Perhaps "Dark Secret" suppresses a shameful crush on a sports figure—player No. 39. If that were the case, perhaps "Getting with the Hero" (2008) is a goofy tribute to a longed-for consummation. "Getting with the Hero" consists of a whimsical patch of grass fashioned out of thickly glazed ceramic. Small matte white flowers dot the green, and a Reddi-wip can floats atop the lumpy stalks. "Getting with the Hero" feels like a memorial of sorts—a sentimental marker in remembrance of a prone moment—one that may have involved sex, or intimacy, or both (and, apparently, whipped cream).

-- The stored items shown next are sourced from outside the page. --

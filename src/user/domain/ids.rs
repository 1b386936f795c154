//! Identifier type for users.

use super::UserDomainError;
use serde::{Deserialize, Serialize};
use std::borrow::Borrow;
use std::fmt;
use uuid::Uuid;

/// Opaque, unique user identifier.
#[derive(Debug, Clone, PartialEq, Eq, Hash, PartialOrd, Ord, Serialize, Deserialize)]
#[serde(transparent)]
pub struct UserId(String);

impl UserId {
    /// Creates a fresh random identifier.
    #[must_use]
    pub fn generate() -> Self {
        Self(Uuid::new_v4().simple().to_string())
    }

    /// Wraps an existing identifier.
    ///
    /// # Errors
    ///
    /// Returns [`UserDomainError::InvalidUserId`] when the value is empty or
    /// contains whitespace.
    pub fn new(value: impl Into<String>) -> Result<Self, UserDomainError> {
        let raw = value.into();
        if raw.is_empty() || raw.chars().any(char::is_whitespace) {
            return Err(UserDomainError::InvalidUserId(raw));
        }
        Ok(Self(raw))
    }

    /// Returns the identifier as a string slice.
    #[must_use]
    pub fn as_str(&self) -> &str {
        &self.0
    }
}

impl AsRef<str> for UserId {
    fn as_ref(&self) -> &str {
        self.as_str()
    }
}

impl Borrow<str> for UserId {
    fn borrow(&self) -> &str {
        self.as_str()
    }
}

impl fmt::Display for UserId {
    fn fmt(&self, f: &mut fmt::Formatter<'_>) -> fmt::Result {
        f.write_str(&self.0)
    }
}
//! Short-ID resolution stays current as the task population changes.

use super::helpers::{Stack, stack};
use rstest::rstest;
use tasker::config::LifecycleConfig;
use tasker::resolution::ResolutionError;
use tasker::task::services::{SplitTaskRequest, TaskLifecycleError};

#[rstest]
#[tokio::test(flavor = "multi_thread")]
async fn added_task_resolves_by_its_minimum_prefix(stack: Stack) -> Result<(), eyre::Report> {
    let owner = stack.user("Alice").await?;
    let task = stack.add(&owner, "Fresh").await?;

    let prefix = stack.lifecycle.resolver().get_minimum_unique_prefix(task.id())?;
    let resolved = stack.lifecycle.resolve_task_id(&prefix, Some(&owner))?;

    eyre::ensure!(&resolved == task.id(), "prefix {prefix} resolved to {resolved}");
    Ok(())
}

#[tokio::test(flavor = "multi_thread")]
async fn every_listed_prefix_round_trips() -> Result<(), eyre::Report> {
    let stack = Stack::new(LifecycleConfig::with_max_inbox_size(40));
    let alice = stack.user("Alice").await?;
    let bob = stack.user("Bob").await?;
    for index in 0..20 {
        stack.add(&alice, &format!("Alice {index}")).await?;
        stack.add(&bob, &format!("Bob {index}")).await?;
    }
    let resolver = stack.lifecycle.resolver();

    let global = resolver.list_tasks_with_prefixes();
    eyre::ensure!(global.len() == 40, "expected forty indexed tasks");
    for (id, prefix) in &global {
        eyre::ensure!(&resolver.resolve_task_id(prefix)? == id, "global prefix {prefix}");
    }
    for (id, prefix) in resolver.list_tasks_with_prefixes_for_user(&alice) {
        let resolved = resolver.resolve_task_id_for_user(&prefix, &alice)?;
        eyre::ensure!(resolved == id, "per-user prefix {prefix}");
        eyre::ensure!(
            prefix.len() <= global.get(&id).map_or(0, String::len),
            "per-user prefix should never be longer than the global one"
        );
    }
    Ok(())
}

#[rstest]
#[tokio::test(flavor = "multi_thread")]
async fn merged_source_stops_resolving(stack: Stack) -> Result<(), eyre::Report> {
    let owner = stack.user("Alice").await?;
    let source = stack.add(&owner, "Source").await?;
    let target = stack.add(&owner, "Target").await?;

    stack.lifecycle.merge_tasks(source.id(), target.id()).await?;

    let result = stack.lifecycle.resolve_task_id(source.id().as_str(), None);
    eyre::ensure!(
        matches!(
            result,
            Err(TaskLifecycleError::Resolution(ResolutionError::NotFound(_)))
        ),
        "merged source should be gone, got {result:?}"
    );
    eyre::ensure!(
        !stack.lifecycle.resolver().contains(source.id()),
        "resolver still indexes the source"
    );
    Ok(())
}

#[rstest]
#[tokio::test(flavor = "multi_thread")]
async fn split_parts_resolve_and_original_does_not(stack: Stack) -> Result<(), eyre::Report> {
    let owner = stack.user("Alice").await?;
    let original = stack.add(&owner, "Big").await?;

    let parts = stack
        .lifecycle
        .split_task(SplitTaskRequest::new(
            original.id().clone(),
            vec!["Left".to_owned(), "Right".to_owned()],
            vec![String::new(), String::new()],
        ))
        .await?;

    let resolver = stack.lifecycle.resolver();
    eyre::ensure!(!resolver.contains(original.id()), "original still indexed");
    for part in &parts {
        let resolved = stack
            .lifecycle
            .resolve_task_id(part.id().as_str(), Some(&owner))?;
        eyre::ensure!(&resolved == part.id(), "part {} did not resolve", part.id());
    }
    eyre::ensure!(resolver.len() == 2, "expected exactly the two parts");
    Ok(())
}

#[rstest]
#[tokio::test(flavor = "multi_thread")]
async fn other_users_tasks_do_not_resolve_per_user(stack: Stack) -> Result<(), eyre::Report> {
    let alice = stack.user("Alice").await?;
    let bob = stack.user("Bob").await?;
    let bobs = stack.add(&bob, "Private").await?;

    let result = stack
        .lifecycle
        .resolve_task_id(bobs.id().as_str(), Some(&alice));

    eyre::ensure!(result.is_err(), "Alice must not resolve Bob's task");
    eyre::ensure!(
        stack.lifecycle.resolve_task_id(bobs.id().as_str(), None)? == *bobs.id(),
        "global resolution should still find it"
    );
    Ok(())
}

#[rstest]
#[tokio::test(flavor = "multi_thread")]
async fn suggestions_are_scoped_and_limited(stack: Stack) -> Result<(), eyre::Report> {
    let alice = stack.user("Alice").await?;
    let bob = stack.user("Bob").await?;
    for index in 0..4 {
        stack.add(&alice, &format!("Alice {index}")).await?;
    }
    let bobs = stack.add(&bob, "Bob's").await?;

    let everything = stack.lifecycle.suggest_task_ids("", None);
    let alices = stack.lifecycle.suggest_task_ids("", Some(&alice));

    eyre::ensure!(everything.len() == 5, "default limit is five");
    eyre::ensure!(alices.len() == 4, "Alice owns four tasks");
    eyre::ensure!(
        !alices.iter().any(|id| id == bobs.id().as_str()),
        "Bob's task leaked into Alice's suggestions"
    );
    Ok(())
}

"Very, very much" (2009) consists of the word "creaming" spelled out in porcelain letters on the wall, embellished with multicolored porcelain butterflies. The letters resemble butter pushed through a butter press. This piece is a punning machine that churns out multiple meanings. The faux-butter letters meld with the butterflies and communicate a melty, buttery feeling. Butterflies become the butterflies in one's stomach. "Very, very much" reverberates with a happy teen briteness. As with Climaco's other works, the piece (and the word) refers back to itself, expresses itself reflexively as it appears to be made of itself. "Very, very much" feels almost like an advertisement. But the piece remains open, mysterious, spinning out on puns that vibrate between a high-fat dairy byproduct and a not-so-covert eroticism.
Perhaps the most inscrutable piece in the show is "Rat Convention" (2009), a headache-producing little moment in which a rat made of baked dough is set in front of a pulsing strobe light, set off in a dark corner of the gallery's back room. The piece is both sculpture and theater, which is how much of Climaco's work can be seen. A possible way to view this work is with the thought that a "rat" can be defined as a person who's betrayed us. A "Rat Convention," therefore, might possibly be what you'd call a gathering of jerky guys.

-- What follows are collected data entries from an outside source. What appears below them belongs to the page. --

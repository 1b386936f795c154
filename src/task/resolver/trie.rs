//! Case-insensitive prefix trie over task identifiers.

use crate::task::domain::TaskId;
use std::collections::HashMap;

/// Lower-cases identifier characters for matching.
fn fold(value: &str) -> impl Iterator<Item = char> + '_ {
    value.chars().flat_map(char::to_lowercase)
}

/// One node of the trie.
///
/// `candidates` holds every stored identifier whose folded form passes
/// through this node, in insertion order and original case.
#[derive(Debug, Default)]
pub(super) struct TrieNode {
    children: HashMap<char, TrieNode>,
    candidates: Vec<TaskId>,
}

impl TrieNode {
    pub(super) fn insert(&mut self, id: &TaskId) {
        let mut node = self;
        for ch in fold(id.as_str()) {
            node = node.children.entry(ch).or_default();
            node.candidates.push(id.clone());
        }
    }

    /// Returns the node reached by `partial`, if the walk stays on the trie.
    pub(super) fn find(&self, partial: &str) -> Option<&Self> {
        let mut node = self;
        for ch in fold(partial) {
            node = node.children.get(&ch)?;
        }
        Some(node)
    }

    pub(super) fn candidates(&self) -> &[TaskId] {
        &self.candidates
    }

    /// Shortest folded prefix whose node holds only `id`.
    ///
    /// Falls back to the full identifier when every prefix is shared, which
    /// happens when `id` is itself a prefix of another identifier. Returns
    /// `None` when `id` is not in the trie.
    pub(super) fn minimum_unique_prefix(&self, id: &TaskId) -> Option<String> {
        let mut node = self;
        let mut prefix = String::new();
        for ch in fold(id.as_str()) {
            node = node.children.get(&ch)?;
            prefix.push(ch);
            if node.candidates.len() == 1 {
                return node.candidates.contains(id).then_some(prefix);
            }
        }
        node.candidates
            .contains(id)
            .then(|| id.as_str().to_owned())
    }
}

#[cfg(test)]
mod tests {
    use super::TrieNode;
    use crate::task::domain::TaskId;

    fn id(value: &str) -> TaskId {
        TaskId::new(value).expect("valid task id")
    }

    #[test]
    fn every_node_on_the_path_collects_the_identifier() {
        let mut root = TrieNode::default();
        root.insert(&id("AbC"));
        root.insert(&id("abd"));

        let shared = root.find("ab").expect("shared node");
        assert_eq!(shared.candidates(), [id("AbC"), id("abd")]);
        let single = root.find("ABC").expect("leaf node");
        assert_eq!(single.candidates(), [id("AbC")]);
        assert!(root.find("abz").is_none());
    }

    #[test]
    fn identifier_that_prefixes_another_falls_back_to_itself() {
        let mut root = TrieNode::default();
        root.insert(&id("abc"));
        root.insert(&id("abcd"));

        assert_eq!(root.minimum_unique_prefix(&id("abc")).as_deref(), Some("abc"));
        assert_eq!(root.minimum_unique_prefix(&id("abcd")).as_deref(), Some("abcd"));
        assert_eq!(root.minimum_unique_prefix(&id("zzz")), None);
    }
}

Now perhaps that's nowhere near the mark, but if Climaco wanted literal readings she would not present the work she does. The works in Yesterday was yesterday function as a series of triggers, designed to restimulate conscious and unconscious associations, fictions that interface with reality, or at least a kind of reality in which endless happiness and other fantasies find concrete form in bright, cheerful objects that turn out to be more complex than they initially seem.